Samedi soir, je regardais Rambo : First Blood sur V. Je sais ce que vous allez me dire : David, pourquoi te soumets-tu à un tel supplice ? Je sais que visionner un vieux film sur une chaîne télévisée francophone comme V implique de nombreux sacrifices. Et j’étais prêt à les faire.
D’abord, l’oeuvre est doublée en français. Peut-être étais-je nostalgique, mais je voulais ré-entendre la voix bizarre du Rusé Stallone de l’hexagone.
Ensuite, la diffusion du long métrage est entrecoupée de nombreuses pauses publicitaires. Qu’importe, j’avais des trucs à faire durant ces interruptions.

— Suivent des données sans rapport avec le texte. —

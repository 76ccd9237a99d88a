//! relay-server library crate.
//!
//! The server half of Device-Relay: endpoints connect over WebSocket,
//! register as a device or a client, and exchange commands, results, and
//! stream chunks addressed by identity token. The server is a pure relay; it
//! never interprets command names, parameters, or chunk payloads.
//!
//! # Architecture
//!
//! ```text
//! Endpoints (JSON over WebSocket)
//!         ↕
//! [relay-server]
//!   ├── domain/           ServerConfig
//!   ├── application/      The hub: registries, relay router, lifecycle
//!   │                     broadcasts, driven by a single event channel
//!   └── infrastructure/
//!         ├── ws_server/  WebSocket accept loop (tokio-tungstenite)
//!         └── status/     Plain-text liveness listener
//! ```
//!
//! # Layer rules
//!
//! - `domain` has no I/O and no async.
//! - `application` owns all mutable relay state; it is mutated only from the
//!   hub task, so it carries no locks. Transport tasks reach it exclusively
//!   through the [`application::hub::HubEvent`] channel.
//! - `infrastructure` owns the sockets and the tokio tasks.

/// Domain layer: configuration types.
pub mod domain;

/// Application layer: registration, routing, and lifecycle broadcasts.
pub mod application;

/// Infrastructure layer: WebSocket transport and the status listener.
pub mod infrastructure;
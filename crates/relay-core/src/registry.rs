//! The identity-to-connection registry.
//!
//! The server keeps two independent [`Registry`] instances, one for devices
//! and one for clients. Each maps an [`Identity`] to whatever the transport
//! layer uses as a connection handle (the value type is generic so tests can
//! register plain integers or strings).
//!
//! Membership rules: `insert` happens exactly once per registration, `remove`
//! happens exactly once per disconnect, and nothing else mutates an entry. An
//! identity is therefore present iff its owning connection is live.

use std::collections::HashMap;

use crate::identity::Identity;

/// In-memory mapping from [`Identity`] to a live connection handle.
///
/// Backed by a `HashMap` for O(1) lookup per relayed message. Iteration order
/// is unspecified; [`Registry::snapshot`] makes no ordering promise.
#[derive(Debug)]
pub struct Registry<V> {
    entries: HashMap<Identity, V>,
}

impl<V> Registry<V> {
    pub fn new() -> Self {
        Self {
            entries: HashMap::new(),
        }
    }

    /// Adds or overwrites the mapping for `id`. Succeeds unconditionally.
    pub fn insert(&mut self, id: Identity, value: V) {
        self.entries.insert(id, value);
    }

    /// Returns the current mapping for `id`, or `None` if absent.
    pub fn lookup(&self, id: &Identity) -> Option<&V> {
        self.entries.get(id)
    }

    /// Deletes the mapping for `id` if present. A remove of an absent
    /// identity is a no-op, never an error.
    pub fn remove(&mut self, id: &Identity) -> Option<V> {
        self.entries.remove(id)
    }

    /// Returns a point-in-time copy of every registered identity.
    ///
    /// Callers iterate the copy, not the registry, so concurrent inserts and
    /// removes on the live mapping cannot invalidate the iteration.
    pub fn snapshot(&self) -> Vec<Identity> {
        self.entries.keys().cloned().collect()
    }

    pub fn len(&self) -> usize {
        self.entries.len()
    }

    pub fn is_empty(&self) -> bool {
        self.entries.is_empty()
    }
}

impl<V> Default for Registry<V> {
    fn default() -> Self {
        Self::new()
    }
}

// ── Tests ─────────────────────────────────────────────────────────────────────

#[cfg(test)]
mod tests {
    use super::*;
    use std::collections::HashSet;

    #[test]
    fn test_registry_starts_empty() {
        let registry: Registry<u32> = Registry::new();
        assert!(registry.is_empty());
        assert!(registry.snapshot().is_empty());
    }

    #[test]
    fn test_insert_then_lookup_returns_value() {
        let mut registry = Registry::new();
        let id = Identity::generate();
        registry.insert(id.clone(), 7u32);
        assert_eq!(registry.lookup(&id), Some(&7));
    }

    #[test]
    fn test_lookup_of_unknown_identity_is_absent() {
        let registry: Registry<u32> = Registry::new();
        assert_eq!(registry.lookup(&Identity::from("ffffffffffffffff")), None);
    }

    #[test]
    fn test_insert_overwrites_existing_mapping() {
        let mut registry = Registry::new();
        let id = Identity::generate();
        registry.insert(id.clone(), 1u32);
        registry.insert(id.clone(), 2u32);
        assert_eq!(registry.lookup(&id), Some(&2));
        assert_eq!(registry.len(), 1);
    }

    #[test]
    fn test_remove_deletes_mapping() {
        let mut registry = Registry::new();
        let id = Identity::generate();
        registry.insert(id.clone(), 1u32);
        assert_eq!(registry.remove(&id), Some(1));
        assert_eq!(registry.lookup(&id), None);
    }

    #[test]
    fn test_remove_of_absent_identity_is_noop() {
        let mut registry: Registry<u32> = Registry::new();
        assert_eq!(registry.remove(&Identity::from("0000000000000000")), None);
        // A second remove of the same identity is equally silent.
        assert_eq!(registry.remove(&Identity::from("0000000000000000")), None);
    }

    #[test]
    fn test_snapshot_contains_exactly_the_registered_identities() {
        let mut registry = Registry::new();
        let ids: Vec<Identity> = (0..4).map(|_| Identity::generate()).collect();
        for (i, id) in ids.iter().enumerate() {
            registry.insert(id.clone(), i);
        }

        let snapshot: HashSet<Identity> = registry.snapshot().into_iter().collect();
        let expected: HashSet<Identity> = ids.into_iter().collect();
        assert_eq!(snapshot, expected);
    }

    #[test]
    fn test_snapshot_is_a_copy_not_a_view() {
        let mut registry = Registry::new();
        let id = Identity::generate();
        registry.insert(id.clone(), 0u32);

        let snapshot = registry.snapshot();
        registry.remove(&id);

        // The copy still holds the identity removed afterwards.
        assert_eq!(snapshot, vec![id]);
    }
}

Enfin, l’image est re-cadrée pour utiliser pleinement la surface des écrans cathodiques. Heureusement, le passage à un format quatre tiers sied bien à cette production.

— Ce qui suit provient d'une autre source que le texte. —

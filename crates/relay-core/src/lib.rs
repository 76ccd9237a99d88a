//! # relay-core
//!
//! Shared library for Device-Relay containing the wire protocol types and
//! codec, identity token generation, the identity-to-connection registry, and
//! the per-connection session state machine.
//!
//! This crate is used by the relay server and is suitable for endpoint
//! implementations that want the same typed protocol. It has zero
//! dependencies on sockets, async runtimes, or OS APIs.
//!
//! The relay itself is a rendezvous point: "device" endpoints and "client"
//! endpoints each open one persistent connection to the server, register to
//! receive an identity token, and from then on address each other by token.
//! The server forwards commands, command results, and stream chunks between
//! them; endpoints never connect to each other directly.
//!
//! - **`identity`** - opaque server-minted tokens and their generator.
//! - **`registry`** - the identity-to-connection mapping used twice by the
//!   server (one instance for devices, one for clients).
//! - **`session`** - the per-connection role state machine
//!   (`Unbound -> Device | Client -> Closed`).
//! - **`protocol`** - the JSON message vocabulary exchanged over the
//!   transport, plus the text-frame codec.

pub mod identity;
pub mod protocol;
pub mod registry;
pub mod session;

// Re-export the most-used types at the crate root so callers can write
// `relay_core::Identity` instead of `relay_core::identity::Identity`.
pub use identity::Identity;
pub use protocol::codec::{decode_message, encode_message, ProtocolError};
pub use protocol::messages::{EndpointMessage, RegistrationReply, ServerMessage};
pub use registry::Registry;
pub use session::{SessionError, SessionState};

Pourtant, je n’ai pas écouté le film au complet. Malgré toute mon ouverture d’esprit, V a trouvé le moyen de m’enrager à un tel point que je ne regarderai plus jamais des films qu’ils diffuseront.
Comme vous le savez, dans cet épisode des aventures de John Rambo, le protagoniste est aux prises avec les forces de police de la ville de Hope (un nom ironiquement symbolique). Après s’être échappé du poste de police et s’être évadé dans la forêt, il retourne en ville pour la mettre à feu et à sang (mais surtout à feu). Après avoir fait sauter une station service, il entreprend de saccager une armurerie. Il prend un baril, trace une traînée de poudre à canon allant jusqu’à l’extérieur du commerce et l’allume d’une salve de mitraillette. La poudre s’enflamme. Le feu s’étend vers l’inventaire de l’armurerie.... Ça va faire BANG !
Mais NON !
On coupe à une pause publicitaire. Je pense que hommes ou femmes, gais ou hétéros, blancs ou noirs, chrétiens, juifs ou musulmans peuvent s’entendre sur un point : couper une explosion dans un film d’action représente un crime impardonnable contre la cinéphilie. C’est équivalent à couper à une pause publicitaire lorsqu’un tueur surgit du noir dans un slasher. Ou lorsque deux personnages sont sur le point de s’embrasser dans une comédie romantique. Ou lorsqu’un acteur porno est sur le point d’éjaculer dans la face de sa co-vedette. Ça ne se fait pas.
Alors V, si j’avais installé une webcam sur mon ordinateur, vous pourriez voir mon majeur dressé fièrement. Et qu’est-ce que j’entends ? Vous voulez abandonner L’attaque à 5 ? (110%). Et bien, comme on dit, un majeur ne vient jamais seul.